# [SUPPLIED DATA]
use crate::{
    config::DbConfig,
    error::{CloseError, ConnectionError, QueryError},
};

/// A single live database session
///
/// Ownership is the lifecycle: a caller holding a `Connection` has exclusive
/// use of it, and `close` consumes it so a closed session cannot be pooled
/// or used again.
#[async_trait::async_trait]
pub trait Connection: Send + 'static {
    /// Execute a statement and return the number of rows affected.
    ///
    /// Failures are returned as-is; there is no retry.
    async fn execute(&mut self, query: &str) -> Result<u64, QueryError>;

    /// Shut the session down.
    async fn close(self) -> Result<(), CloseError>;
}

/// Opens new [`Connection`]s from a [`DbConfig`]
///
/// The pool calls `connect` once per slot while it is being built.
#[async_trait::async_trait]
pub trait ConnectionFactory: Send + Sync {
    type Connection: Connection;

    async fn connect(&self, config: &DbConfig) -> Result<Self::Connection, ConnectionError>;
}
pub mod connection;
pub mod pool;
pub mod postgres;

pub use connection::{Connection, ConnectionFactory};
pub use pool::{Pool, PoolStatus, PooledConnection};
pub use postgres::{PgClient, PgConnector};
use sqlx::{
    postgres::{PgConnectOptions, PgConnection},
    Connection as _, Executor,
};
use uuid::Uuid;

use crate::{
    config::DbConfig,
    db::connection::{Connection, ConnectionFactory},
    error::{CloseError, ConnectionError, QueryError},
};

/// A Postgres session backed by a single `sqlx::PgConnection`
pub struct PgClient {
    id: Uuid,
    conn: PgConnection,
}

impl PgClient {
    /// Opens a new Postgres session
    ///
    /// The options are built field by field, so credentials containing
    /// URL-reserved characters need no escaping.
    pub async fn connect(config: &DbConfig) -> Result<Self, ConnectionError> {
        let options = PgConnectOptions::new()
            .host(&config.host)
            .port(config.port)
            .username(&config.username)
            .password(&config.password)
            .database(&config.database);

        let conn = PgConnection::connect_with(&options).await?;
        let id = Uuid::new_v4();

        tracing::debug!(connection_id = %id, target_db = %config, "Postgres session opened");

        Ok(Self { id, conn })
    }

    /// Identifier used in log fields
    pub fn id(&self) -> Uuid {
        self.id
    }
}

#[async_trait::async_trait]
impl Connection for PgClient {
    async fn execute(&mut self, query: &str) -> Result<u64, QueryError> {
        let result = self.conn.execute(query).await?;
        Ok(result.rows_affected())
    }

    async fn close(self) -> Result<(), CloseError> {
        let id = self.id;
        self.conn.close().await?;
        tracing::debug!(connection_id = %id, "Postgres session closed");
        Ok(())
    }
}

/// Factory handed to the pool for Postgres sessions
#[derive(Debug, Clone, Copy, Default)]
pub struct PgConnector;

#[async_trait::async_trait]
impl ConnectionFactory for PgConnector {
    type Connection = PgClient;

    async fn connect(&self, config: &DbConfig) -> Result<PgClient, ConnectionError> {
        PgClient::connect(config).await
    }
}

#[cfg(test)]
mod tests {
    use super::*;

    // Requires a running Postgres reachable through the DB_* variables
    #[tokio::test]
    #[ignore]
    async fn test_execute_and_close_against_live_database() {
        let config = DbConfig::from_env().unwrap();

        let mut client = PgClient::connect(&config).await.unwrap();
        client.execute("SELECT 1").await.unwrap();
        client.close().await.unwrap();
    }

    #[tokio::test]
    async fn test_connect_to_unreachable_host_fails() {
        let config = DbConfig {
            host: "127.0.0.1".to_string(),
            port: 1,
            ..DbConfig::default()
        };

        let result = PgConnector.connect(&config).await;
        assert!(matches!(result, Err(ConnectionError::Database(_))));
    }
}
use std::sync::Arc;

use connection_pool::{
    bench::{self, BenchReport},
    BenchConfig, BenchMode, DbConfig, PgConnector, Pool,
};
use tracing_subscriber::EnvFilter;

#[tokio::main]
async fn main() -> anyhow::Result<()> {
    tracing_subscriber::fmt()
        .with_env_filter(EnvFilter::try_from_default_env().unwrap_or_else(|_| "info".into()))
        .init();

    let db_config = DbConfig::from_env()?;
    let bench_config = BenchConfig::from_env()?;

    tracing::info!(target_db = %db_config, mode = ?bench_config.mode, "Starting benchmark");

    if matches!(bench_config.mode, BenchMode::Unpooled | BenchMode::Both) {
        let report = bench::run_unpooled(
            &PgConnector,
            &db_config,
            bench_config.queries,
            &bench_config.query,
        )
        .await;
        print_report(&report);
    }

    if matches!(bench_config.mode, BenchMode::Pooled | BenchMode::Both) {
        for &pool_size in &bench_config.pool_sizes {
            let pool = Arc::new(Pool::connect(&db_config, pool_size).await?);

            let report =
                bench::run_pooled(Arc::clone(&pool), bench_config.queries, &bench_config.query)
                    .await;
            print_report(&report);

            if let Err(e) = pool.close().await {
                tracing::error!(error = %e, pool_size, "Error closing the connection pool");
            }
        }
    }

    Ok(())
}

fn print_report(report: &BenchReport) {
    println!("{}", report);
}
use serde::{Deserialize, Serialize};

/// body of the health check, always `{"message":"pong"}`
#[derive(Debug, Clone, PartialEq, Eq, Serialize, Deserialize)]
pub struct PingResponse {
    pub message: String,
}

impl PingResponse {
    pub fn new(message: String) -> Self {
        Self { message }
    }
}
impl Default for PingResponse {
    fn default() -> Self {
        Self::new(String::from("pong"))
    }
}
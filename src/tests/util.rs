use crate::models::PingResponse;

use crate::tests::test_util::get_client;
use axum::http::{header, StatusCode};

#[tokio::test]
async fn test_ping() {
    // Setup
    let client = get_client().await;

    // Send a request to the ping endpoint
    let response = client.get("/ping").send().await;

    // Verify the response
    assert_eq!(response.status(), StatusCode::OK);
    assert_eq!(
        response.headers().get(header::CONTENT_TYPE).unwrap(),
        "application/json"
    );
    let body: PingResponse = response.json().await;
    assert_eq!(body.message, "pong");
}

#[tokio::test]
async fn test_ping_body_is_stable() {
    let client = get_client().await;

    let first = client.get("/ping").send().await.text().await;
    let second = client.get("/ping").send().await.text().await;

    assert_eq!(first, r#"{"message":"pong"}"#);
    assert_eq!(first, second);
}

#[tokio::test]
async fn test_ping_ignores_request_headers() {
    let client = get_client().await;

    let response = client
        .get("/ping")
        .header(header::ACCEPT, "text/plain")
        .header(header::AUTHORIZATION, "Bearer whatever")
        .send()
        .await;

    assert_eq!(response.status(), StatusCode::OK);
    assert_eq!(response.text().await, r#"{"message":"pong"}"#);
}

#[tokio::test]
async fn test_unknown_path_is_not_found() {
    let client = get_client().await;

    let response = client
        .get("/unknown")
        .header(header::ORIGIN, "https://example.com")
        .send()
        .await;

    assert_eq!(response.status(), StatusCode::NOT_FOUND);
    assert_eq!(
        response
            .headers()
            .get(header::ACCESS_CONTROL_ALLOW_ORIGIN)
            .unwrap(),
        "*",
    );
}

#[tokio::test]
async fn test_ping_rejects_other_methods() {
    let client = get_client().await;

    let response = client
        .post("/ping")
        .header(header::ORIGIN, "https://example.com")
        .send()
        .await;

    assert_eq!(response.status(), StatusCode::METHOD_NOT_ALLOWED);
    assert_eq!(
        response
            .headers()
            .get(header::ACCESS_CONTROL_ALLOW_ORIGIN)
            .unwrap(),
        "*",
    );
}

# [TASK DESCRIPTION]
Only a number is wanted here: the count of lines above that hold the word "single".

# [COMPLETED EXERCISE]
2